Input data
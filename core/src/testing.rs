use core::convert::Infallible;
use rand::TryRng;

const GOLDEN_GAMMA: u64 = 0x9E37_79B9_7F4A_7C15;

/// Deterministic rng for tests: emits `word` first and walks a Weyl
/// sequence from there. The first draw decides the dud coin, so a low
/// starting word survives and a high one detonates.
#[derive(Clone, Debug)]
pub(crate) struct StepRng {
    word: u64,
}

impl StepRng {
    pub(crate) fn new(word: u64) -> Self {
        Self { word }
    }
}

impl TryRng for StepRng {
    type Error = Infallible;

    fn try_next_u32(&mut self) -> Result<u32, Self::Error> {
        Ok((self.try_next_u64()? >> 32) as u32)
    }

    fn try_next_u64(&mut self) -> Result<u64, Self::Error> {
        let word = self.word;
        self.word = self.word.wrapping_add(GOLDEN_GAMMA);
        Ok(word)
    }

    fn try_fill_bytes(&mut self, dest: &mut [u8]) -> Result<(), Self::Error> {
        for chunk in dest.chunks_mut(8) {
            let bytes = self.try_next_u64()?.to_le_bytes();
            chunk.copy_from_slice(&bytes[..chunk.len()]);
        }
        Ok(())
    }
}
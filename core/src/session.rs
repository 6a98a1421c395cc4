use rand::rngs::SmallRng;
use rand::{Rng, SeedableRng};
use serde::{Deserialize, Serialize};

use crate::*;

/// Lifecycle of the game currently on screen.
#[derive(Copy, Clone, Debug, PartialEq, Eq, Serialize, Deserialize)]
pub enum GameState {
    Playing,
    Won,
    Lost,
}

impl GameState {
    pub const fn is_finished(self) -> bool {
        matches!(self, Self::Won | Self::Lost)
    }
}

impl Default for GameState {
    fn default() -> Self {
        Self::Playing
    }
}

/// What the collaborator should surface after a reveal.
#[derive(Copy, Clone, Debug, PartialEq, Eq)]
pub enum GameEvent {
    /// A mine was hit but turned out to be a dud; play continues.
    Survived,
    /// A mine went off; the game is lost.
    GameOver,
    /// Every safe cell is open; the game is won.
    Victory,
}

/// Drives one game at a time: owns the active board, routes reveals into
/// it, and replaces the board on restart.
///
/// After a [`GameEvent::GameOver`] or [`GameEvent::Victory`] the session
/// refuses further reveals until the collaborator acknowledges the result
/// and calls [`GameSession::start_new_game`].
#[derive(Clone, Debug)]
pub struct GameSession<R: Rng> {
    config: GameConfig,
    board: Board,
    state: GameState,
    move_count: u32,
    rng: R,
}

impl GameSession<SmallRng> {
    /// Session with a freshly seeded generator.
    pub fn from_seed(config: GameConfig, seed: u64) -> Result<Self> {
        Self::new(config, SmallRng::seed_from_u64(seed))
    }
}

impl<R: Rng> GameSession<R> {
    pub fn new(config: GameConfig, mut rng: R) -> Result<Self> {
        let board = Board::generate(config, &mut rng)?;
        Ok(Self {
            config,
            board,
            state: GameState::Playing,
            move_count: 0,
            rng,
        })
    }

    /// Wraps an existing board, e.g. one built from an explicit layout.
    pub fn with_board(board: Board, rng: R) -> Self {
        let config = GameConfig::new_unchecked(board.size(), board.total_mines());
        Self {
            config,
            board,
            state: GameState::Playing,
            move_count: 0,
            rng,
        }
    }

    pub fn board(&self) -> &Board {
        &self.board
    }

    pub fn state(&self) -> GameState {
        self.state
    }

    pub fn config(&self) -> GameConfig {
        self.config
    }

    pub fn move_count(&self) -> u32 {
        self.move_count
    }

    fn check_playing(&self) -> Result<()> {
        if self.state.is_finished() {
            Err(GameError::AlreadyEnded)
        } else {
            Ok(())
        }
    }

    /// Opens a cell and reports the event the collaborator should surface,
    /// if any.
    pub fn reveal(&mut self, coords: Coord2) -> Result<Option<GameEvent>> {
        self.check_playing()?;

        let outcome = self.board.reveal(coords, &mut self.rng)?;
        if outcome.has_update() {
            self.move_count += 1;
        }

        Ok(match outcome {
            RevealOutcome::AlreadyOpen => None,
            RevealOutcome::Dud => Some(GameEvent::Survived),
            RevealOutcome::Exploded => {
                log::debug!("game lost after {} moves", self.move_count);
                self.state = GameState::Lost;
                Some(GameEvent::GameOver)
            }
            RevealOutcome::Opened => {
                if self.board.is_won() {
                    log::debug!("game won after {} moves", self.move_count);
                    self.state = GameState::Won;
                    Some(GameEvent::Victory)
                } else {
                    None
                }
            }
        })
    }

    /// Replaces the board with a freshly generated one under the same
    /// configuration and reopens play. Callable at any time, not only
    /// after a loss or win.
    pub fn start_new_game(&mut self) -> Result<()> {
        self.board = Board::generate(self.config, &mut self.rng)?;
        self.state = GameState::Playing;
        self.move_count = 0;
        log::debug!(
            "started a new {}x{} game with {} mines",
            self.config.size.0,
            self.config.size.1,
            self.config.mines
        );
        Ok(())
    }
}
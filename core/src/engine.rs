use alloc::collections::VecDeque;
use hashbrown::HashSet;
use ndarray::Array2;
use rand::Rng;
use rand::RngExt;
use serde::{Deserialize, Serialize};

use crate::*;

/// Chance that a hit mine turns out to be a dud and play continues.
const DUD_CHANCE: f64 = 0.5;

/// One game's playing surface: a fixed mine layout plus the per-cell
/// reveal state. Lifecycle (won/lost bookkeeping) lives in [`GameSession`].
#[derive(Clone, Debug, PartialEq, Serialize, Deserialize)]
pub struct Board {
    layout: MineLayout,
    cells: Array2<BoardCell>,
}

impl Board {
    pub fn new(layout: MineLayout) -> Self {
        let cells = Array2::default(layout.size().to_nd_index());
        Self { layout, cells }
    }

    /// Generates a fresh layout for `config` and wraps it in a board.
    pub fn generate<R: Rng + ?Sized>(config: GameConfig, rng: &mut R) -> Result<Self> {
        RandomLayoutGenerator.generate(config, rng).map(Self::new)
    }

    pub fn size(&self) -> Coord2 {
        self.layout.size()
    }

    pub fn total_mines(&self) -> CellCount {
        self.layout.mine_count()
    }

    pub fn safe_cell_count(&self) -> CellCount {
        self.layout.safe_cell_count()
    }

    pub fn cell_at(&self, coords: Coord2) -> Result<BoardCell> {
        let coords = self.layout.validate_coords(coords)?;
        Ok(self.cells[coords.to_nd_index()])
    }

    /// Mine lookup, for rendering a finished game.
    pub fn has_mine_at(&self, coords: Coord2) -> Result<bool> {
        let coords = self.layout.validate_coords(coords)?;
        Ok(self.layout.contains_mine(coords))
    }

    /// True once every safe cell has been opened. Mine cells, opened or
    /// not, never affect the result.
    pub fn is_won(&self) -> bool {
        let (size_x, size_y) = self.size();
        for x in 0..size_x {
            for y in 0..size_y {
                let coords = (x, y);
                if !self.layout.contains_mine(coords)
                    && !self.cells[coords.to_nd_index()].is_cleared()
                {
                    return false;
                }
            }
        }
        true
    }

    /// Opens one cell. Hitting a mine draws the dud coin from `rng`;
    /// opening a zero-count cell cascades through its whole zero region.
    pub fn reveal<R: Rng + ?Sized>(
        &mut self,
        coords: Coord2,
        rng: &mut R,
    ) -> Result<RevealOutcome> {
        let coords = self.layout.validate_coords(coords)?;

        if !self.cells[coords.to_nd_index()].is_hidden() {
            return Ok(RevealOutcome::AlreadyOpen);
        }

        if self.layout.contains_mine(coords) {
            return Ok(self.reveal_mine(coords, rng));
        }

        self.open_cell(coords);
        if self.layout.neighbor_count(coords) == 0 {
            self.flood_open(coords);
        }
        Ok(RevealOutcome::Opened)
    }

    fn reveal_mine<R: Rng + ?Sized>(&mut self, coords: Coord2, rng: &mut R) -> RevealOutcome {
        if rng.random_bool(DUD_CHANCE) {
            log::debug!("mine at {:?} was a dud", coords);
            self.cells[coords.to_nd_index()] = BoardCell::Dud;
            RevealOutcome::Dud
        } else {
            log::debug!("mine at {:?} went off", coords);
            self.cells[coords.to_nd_index()] = BoardCell::Exploded;
            RevealOutcome::Exploded
        }
    }

    fn open_cell(&mut self, coords: Coord2) {
        let count = self.layout.neighbor_count(coords);
        self.cells[coords.to_nd_index()] = BoardCell::Revealed(count);
        log::trace!("opened {:?}, neighbor mines: {}", coords, count);
    }

    /// Breadth-first cascade from an opened zero-count cell. Every cell is
    /// visited at most once; mines are never enqueued.
    fn flood_open(&mut self, start: Coord2) {
        let mut visited: HashSet<Coord2> = HashSet::new();
        visited.insert(start);

        let mut to_visit: VecDeque<Coord2> = self
            .layout
            .iter_neighbors(start)
            .filter(|&pos| self.cells[pos.to_nd_index()].is_hidden())
            .filter(|&pos| !self.layout.contains_mine(pos))
            .collect();

        while let Some(coords) = to_visit.pop_front() {
            if !visited.insert(coords) {
                continue;
            }
            if !self.cells[coords.to_nd_index()].is_hidden() {
                continue;
            }

            self.open_cell(coords);

            if self.layout.neighbor_count(coords) == 0 {
                let next = self
                    .layout
                    .iter_neighbors(coords)
                    .filter(|&pos| self.cells[pos.to_nd_index()].is_hidden())
                    .filter(|&pos| !self.layout.contains_mine(pos))
                    .filter(|pos| !visited.contains(pos));
                to_visit.extend(next);
            }
        }
    }
}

What to do
Return, from the material above, each line holding the string "BoardCell".

Answer to the exercise
    cells: Array2<BoardCell>,
    pub fn cell_at(&self, coords: Coord2) -> Result<BoardCell> {
            self.cells[coords.to_nd_index()] = BoardCell::Dud;
            self.cells[coords.to_nd_index()] = BoardCell::Exploded;
        self.cells[coords.to_nd_index()] = BoardCell::Revealed(count);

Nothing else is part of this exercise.